What the task asks: Please give the count of lines below that include "OpenCandidate" and leave out everything else.

---- Records for this task

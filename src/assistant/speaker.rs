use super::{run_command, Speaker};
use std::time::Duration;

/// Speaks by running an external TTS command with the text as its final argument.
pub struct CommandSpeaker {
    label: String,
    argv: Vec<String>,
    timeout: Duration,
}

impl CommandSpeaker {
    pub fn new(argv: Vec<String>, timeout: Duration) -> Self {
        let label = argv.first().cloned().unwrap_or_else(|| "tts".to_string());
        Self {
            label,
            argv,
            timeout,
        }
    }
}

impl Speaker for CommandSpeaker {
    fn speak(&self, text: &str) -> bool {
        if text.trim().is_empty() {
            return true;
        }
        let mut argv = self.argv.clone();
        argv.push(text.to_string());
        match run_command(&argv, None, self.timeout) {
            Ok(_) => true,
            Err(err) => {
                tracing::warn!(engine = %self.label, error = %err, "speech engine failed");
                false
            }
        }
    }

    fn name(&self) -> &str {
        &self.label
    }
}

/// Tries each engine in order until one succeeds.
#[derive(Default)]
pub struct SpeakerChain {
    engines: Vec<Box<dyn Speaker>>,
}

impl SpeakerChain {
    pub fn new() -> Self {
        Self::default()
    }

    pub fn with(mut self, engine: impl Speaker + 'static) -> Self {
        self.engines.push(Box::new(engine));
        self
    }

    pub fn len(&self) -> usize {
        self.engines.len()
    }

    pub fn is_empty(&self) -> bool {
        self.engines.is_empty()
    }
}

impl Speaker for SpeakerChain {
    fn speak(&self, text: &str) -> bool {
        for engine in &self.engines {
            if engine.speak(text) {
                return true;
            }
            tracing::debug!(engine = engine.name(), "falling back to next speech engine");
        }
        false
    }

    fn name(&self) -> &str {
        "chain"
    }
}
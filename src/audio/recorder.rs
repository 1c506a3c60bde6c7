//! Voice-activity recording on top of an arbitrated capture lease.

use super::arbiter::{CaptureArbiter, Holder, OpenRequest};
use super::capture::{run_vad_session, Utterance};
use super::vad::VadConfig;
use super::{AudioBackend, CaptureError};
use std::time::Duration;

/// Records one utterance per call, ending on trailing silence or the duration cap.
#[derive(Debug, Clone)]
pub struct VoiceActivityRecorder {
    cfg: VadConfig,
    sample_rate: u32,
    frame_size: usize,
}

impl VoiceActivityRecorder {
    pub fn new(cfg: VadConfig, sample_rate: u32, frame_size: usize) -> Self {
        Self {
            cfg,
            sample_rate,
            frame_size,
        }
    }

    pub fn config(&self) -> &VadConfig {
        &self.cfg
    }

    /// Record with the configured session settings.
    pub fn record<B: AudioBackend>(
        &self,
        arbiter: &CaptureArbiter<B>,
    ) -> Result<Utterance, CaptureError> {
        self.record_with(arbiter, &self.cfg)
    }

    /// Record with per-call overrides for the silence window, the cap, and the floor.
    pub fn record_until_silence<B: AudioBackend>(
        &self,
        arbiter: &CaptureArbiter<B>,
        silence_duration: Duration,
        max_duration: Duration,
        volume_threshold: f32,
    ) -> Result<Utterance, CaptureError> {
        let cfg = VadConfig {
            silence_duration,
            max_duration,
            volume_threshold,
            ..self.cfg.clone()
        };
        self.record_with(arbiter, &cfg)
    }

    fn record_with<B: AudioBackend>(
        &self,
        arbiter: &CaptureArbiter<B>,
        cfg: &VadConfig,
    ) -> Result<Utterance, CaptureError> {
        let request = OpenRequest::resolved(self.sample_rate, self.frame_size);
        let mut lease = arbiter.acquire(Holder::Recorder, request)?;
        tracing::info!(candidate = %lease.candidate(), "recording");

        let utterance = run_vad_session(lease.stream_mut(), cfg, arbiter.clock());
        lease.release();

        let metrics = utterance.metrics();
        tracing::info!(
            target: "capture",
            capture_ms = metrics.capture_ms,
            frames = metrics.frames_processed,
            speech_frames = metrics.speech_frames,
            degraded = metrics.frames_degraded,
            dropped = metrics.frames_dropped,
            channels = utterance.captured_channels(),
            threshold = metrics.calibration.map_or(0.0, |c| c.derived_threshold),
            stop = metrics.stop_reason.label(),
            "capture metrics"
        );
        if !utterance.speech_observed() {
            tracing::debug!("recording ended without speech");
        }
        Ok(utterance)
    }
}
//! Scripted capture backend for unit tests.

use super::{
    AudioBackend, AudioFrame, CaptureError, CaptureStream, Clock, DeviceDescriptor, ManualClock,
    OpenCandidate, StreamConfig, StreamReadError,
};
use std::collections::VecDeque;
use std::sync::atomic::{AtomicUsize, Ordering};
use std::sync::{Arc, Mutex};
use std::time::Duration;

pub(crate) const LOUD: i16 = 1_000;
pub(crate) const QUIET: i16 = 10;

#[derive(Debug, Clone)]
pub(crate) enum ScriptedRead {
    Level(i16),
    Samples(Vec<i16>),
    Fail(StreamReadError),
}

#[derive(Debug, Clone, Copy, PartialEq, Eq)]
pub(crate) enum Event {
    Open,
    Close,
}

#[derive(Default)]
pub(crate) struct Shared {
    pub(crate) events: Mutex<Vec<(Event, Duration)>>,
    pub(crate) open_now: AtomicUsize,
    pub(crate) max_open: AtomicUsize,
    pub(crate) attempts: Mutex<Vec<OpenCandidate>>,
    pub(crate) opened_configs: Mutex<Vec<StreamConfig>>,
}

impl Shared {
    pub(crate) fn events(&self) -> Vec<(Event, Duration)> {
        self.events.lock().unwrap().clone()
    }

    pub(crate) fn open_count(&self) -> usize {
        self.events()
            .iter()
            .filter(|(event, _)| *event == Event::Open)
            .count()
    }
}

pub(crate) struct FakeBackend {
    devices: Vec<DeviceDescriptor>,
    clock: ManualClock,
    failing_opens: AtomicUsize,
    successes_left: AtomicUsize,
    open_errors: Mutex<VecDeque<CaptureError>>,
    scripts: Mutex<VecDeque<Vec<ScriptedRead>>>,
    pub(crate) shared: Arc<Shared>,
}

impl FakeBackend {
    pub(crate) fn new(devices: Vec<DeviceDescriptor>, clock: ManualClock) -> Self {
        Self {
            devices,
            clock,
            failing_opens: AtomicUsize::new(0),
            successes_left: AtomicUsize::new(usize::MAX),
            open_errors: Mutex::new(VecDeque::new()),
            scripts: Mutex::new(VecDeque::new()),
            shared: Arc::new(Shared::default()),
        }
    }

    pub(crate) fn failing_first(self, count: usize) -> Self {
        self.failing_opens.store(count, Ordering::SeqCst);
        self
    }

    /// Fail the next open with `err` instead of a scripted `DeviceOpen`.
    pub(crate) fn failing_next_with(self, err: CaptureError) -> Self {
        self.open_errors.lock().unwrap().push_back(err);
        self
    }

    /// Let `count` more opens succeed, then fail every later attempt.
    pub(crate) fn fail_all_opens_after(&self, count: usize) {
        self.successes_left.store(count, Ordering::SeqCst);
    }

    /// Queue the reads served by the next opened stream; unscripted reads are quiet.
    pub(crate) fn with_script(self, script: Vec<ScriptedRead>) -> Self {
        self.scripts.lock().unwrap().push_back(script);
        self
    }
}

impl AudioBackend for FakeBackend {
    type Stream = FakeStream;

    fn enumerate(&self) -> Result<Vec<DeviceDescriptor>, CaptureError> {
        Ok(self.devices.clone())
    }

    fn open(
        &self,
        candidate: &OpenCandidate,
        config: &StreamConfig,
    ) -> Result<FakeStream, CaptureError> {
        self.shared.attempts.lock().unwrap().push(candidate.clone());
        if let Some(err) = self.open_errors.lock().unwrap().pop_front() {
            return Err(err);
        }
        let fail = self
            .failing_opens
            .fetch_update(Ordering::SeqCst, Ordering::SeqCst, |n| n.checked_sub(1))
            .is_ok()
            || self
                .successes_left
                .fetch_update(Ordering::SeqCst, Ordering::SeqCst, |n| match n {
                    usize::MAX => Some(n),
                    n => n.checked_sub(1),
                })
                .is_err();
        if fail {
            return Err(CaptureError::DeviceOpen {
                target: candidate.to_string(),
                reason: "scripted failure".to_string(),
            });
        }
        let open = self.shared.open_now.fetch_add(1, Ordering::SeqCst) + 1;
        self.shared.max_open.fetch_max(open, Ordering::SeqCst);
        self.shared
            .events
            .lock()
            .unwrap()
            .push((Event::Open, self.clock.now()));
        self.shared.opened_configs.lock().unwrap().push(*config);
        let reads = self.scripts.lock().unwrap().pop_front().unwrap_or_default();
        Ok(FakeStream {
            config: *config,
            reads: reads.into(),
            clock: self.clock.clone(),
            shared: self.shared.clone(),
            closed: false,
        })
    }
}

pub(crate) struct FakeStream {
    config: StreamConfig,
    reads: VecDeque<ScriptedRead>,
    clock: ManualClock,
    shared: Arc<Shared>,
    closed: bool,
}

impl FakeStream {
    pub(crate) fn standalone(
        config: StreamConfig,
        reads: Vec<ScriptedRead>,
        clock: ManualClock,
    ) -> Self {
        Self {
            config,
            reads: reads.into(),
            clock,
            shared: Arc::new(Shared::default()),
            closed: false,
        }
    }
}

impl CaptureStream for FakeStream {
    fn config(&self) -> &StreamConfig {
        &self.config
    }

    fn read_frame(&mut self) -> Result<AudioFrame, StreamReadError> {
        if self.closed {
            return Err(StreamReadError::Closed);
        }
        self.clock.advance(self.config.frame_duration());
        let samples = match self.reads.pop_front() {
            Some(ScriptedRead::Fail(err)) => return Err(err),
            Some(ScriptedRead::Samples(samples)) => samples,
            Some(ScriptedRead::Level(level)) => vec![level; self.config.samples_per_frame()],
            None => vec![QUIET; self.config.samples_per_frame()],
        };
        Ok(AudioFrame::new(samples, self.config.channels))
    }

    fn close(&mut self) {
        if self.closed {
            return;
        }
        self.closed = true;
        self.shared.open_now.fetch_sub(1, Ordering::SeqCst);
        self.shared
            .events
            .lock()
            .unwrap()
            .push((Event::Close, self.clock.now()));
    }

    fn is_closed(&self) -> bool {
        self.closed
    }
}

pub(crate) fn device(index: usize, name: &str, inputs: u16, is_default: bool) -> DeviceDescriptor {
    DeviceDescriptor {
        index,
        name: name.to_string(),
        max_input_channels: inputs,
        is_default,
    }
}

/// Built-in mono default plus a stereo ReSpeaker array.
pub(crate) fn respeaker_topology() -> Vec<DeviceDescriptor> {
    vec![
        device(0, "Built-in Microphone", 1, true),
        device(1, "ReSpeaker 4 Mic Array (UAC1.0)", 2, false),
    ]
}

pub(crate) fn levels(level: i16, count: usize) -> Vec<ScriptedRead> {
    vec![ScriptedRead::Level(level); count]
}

--------

Answer box: 3